Vertical support consisted of two components; the outer curtain and the core columns:
The visual collapse of WTC7 that we all have seen is primarily of the outer shell only. The core collapsed in advance of the perimeter walls, as will be shown in future chapters. The curtain wall consisted of columns and I-beam lintels:
Above photo is from the east wall. The north wall, shown in the next photo, had more spacing between columns. The interior during construction shows the floor truss span from core to wall on the north side of the building. The larger truss spanned from Core Column 79 to the north wall, near the NE corner. The north side was the longest span in the building. approximately 50 feet :
Bottom trusses to span Con Ed:
More diagrams of the truss work spanning Con Ed can be found at the FEMA site, “World Trade Center Building Performance Study”. Detailed study is not required in order to understand the basic concept of building failure. Familiarization , however, helps in identifying original location of structural remains. The FEMA study provides other valuable information regarding Building 7, and is worth at least a quick look at the diagrams.

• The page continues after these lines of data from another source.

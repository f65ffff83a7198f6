use std::sync::Arc;
use std::time::Duration;

use tokio::sync::mpsc;

use crate::config::AppConfig;
use crate::core::collaborators::{
    log_uploaded_files, OnUpload, ReplyGenerator, Retriever, UploadProcessor,
};
use crate::core::conversation::{request_reply, PendingExchange};
use crate::core::latency::{Fixed, Jittered};
use crate::core::models::ResearchContext;
use crate::core::search::{drive_search, SearchTicket};
use crate::core::simulated::{
    SimulatedReplyGenerator, SimulatedRetriever, SimulatedUploadProcessor,
};
use crate::core::upload::{drive_upload, UploadTicket, UploadTiming};

use super::clipboard::{Clipboard, Osc52Clipboard};
use super::events::{AppEvent, Notification, NotificationLevel};

/// Centralized handle to the collaborators and the event channel.
///
/// Views never mutate state from background work; every spawn here reports
/// back through `event_tx`.
#[derive(Clone)]
pub struct Services {
    pub retriever: Arc<dyn Retriever>,
    pub replies: Arc<dyn ReplyGenerator>,
    pub uploads: Arc<dyn UploadProcessor>,
    pub on_upload: OnUpload,
    pub clipboard: Arc<dyn Clipboard>,
    pub search_display: Duration,
    pub upload_timing: UploadTiming,
    pub event_tx: mpsc::UnboundedSender<AppEvent>,
}

impl Services {
    /// Wire the simulated collaborators from config.
    pub fn simulated(config: &AppConfig, event_tx: mpsc::UnboundedSender<AppEvent>) -> Self {
        let sim = &config.simulation;
        log::info!(
            "Initializing simulated services (search {}ms, reply {}+{}ms, upload {}ms)",
            sim.search_latency_ms,
            sim.reply_base_ms,
            sim.reply_jitter_ms,
            sim.upload_processing_ms
        );

        Self {
            retriever: Arc::new(SimulatedRetriever::new(Arc::new(Fixed::millis(
                sim.search_latency_ms,
            )))),
            replies: Arc::new(SimulatedReplyGenerator::new(
                Arc::new(Jittered::millis(sim.reply_base_ms, sim.reply_jitter_ms)),
                sim.reply_failure_rate,
            )),
            uploads: Arc::new(SimulatedUploadProcessor::new(
                Arc::new(Fixed::millis(sim.upload_processing_ms)),
                sim.upload_failure_rate,
            )),
            on_upload: log_uploaded_files(),
            clipboard: Arc::new(Osc52Clipboard),
            search_display: config.search_display(),
            upload_timing: config.upload_timing(),
            event_tx,
        }
    }

    pub fn spawn_search(&self, ticket: SearchTicket) {
        tokio::spawn(drive_search(
            ticket,
            self.retriever.clone(),
            self.search_display,
            self.event_tx.clone(),
        ));
    }

    pub fn spawn_reply(&self, exchange: PendingExchange, context: Option<ResearchContext>) {
        let generator = self.replies.clone();
        let tx = self.event_tx.clone();

        tokio::spawn(async move {
            let outcome = request_reply(generator, &exchange, context).await;
            let _ = tx.send(AppEvent::ReplyReady {
                placeholder_id: exchange.placeholder_id,
                outcome,
            });
        });
    }

    pub fn spawn_upload(&self, ticket: UploadTicket) {
        tokio::spawn(drive_upload(
            ticket,
            self.uploads.clone(),
            self.upload_timing,
            self.event_tx.clone(),
        ));
    }

    pub fn copy_to_clipboard(&self, text: &str) {
        match self.clipboard.copy(text) {
            Ok(()) => self.notify("Copied to clipboard", NotificationLevel::Success),
            Err(e) => {
                log::warn!("Clipboard copy failed: {e}");
                self.notify("Could not copy to clipboard", NotificationLevel::Error);
            }
        }
    }

    pub fn notify(&self, message: impl Into<String>, level: NotificationLevel) {
        let _ = self
            .event_tx
            .send(AppEvent::Notification(Notification::new(message, level)));
    }
}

The streets and buildings around WTC7 will be referred to throughout this blog in order to locate areas of the site. Directional notations will also be used, such as SE (south east) for building corner locations. For a full understanding of information in this blog, familiarity with the site is necessary in order to correlate what occurred at one corner of the building, and what the debris evidence reveals. Building 7 was not oriented due north/south, but the four sides are generally referred to by their primary direction. Knowledge of surrounding buildings is instrumental in knowing what you are looking at in the pictures. A map: (Click for enlargement)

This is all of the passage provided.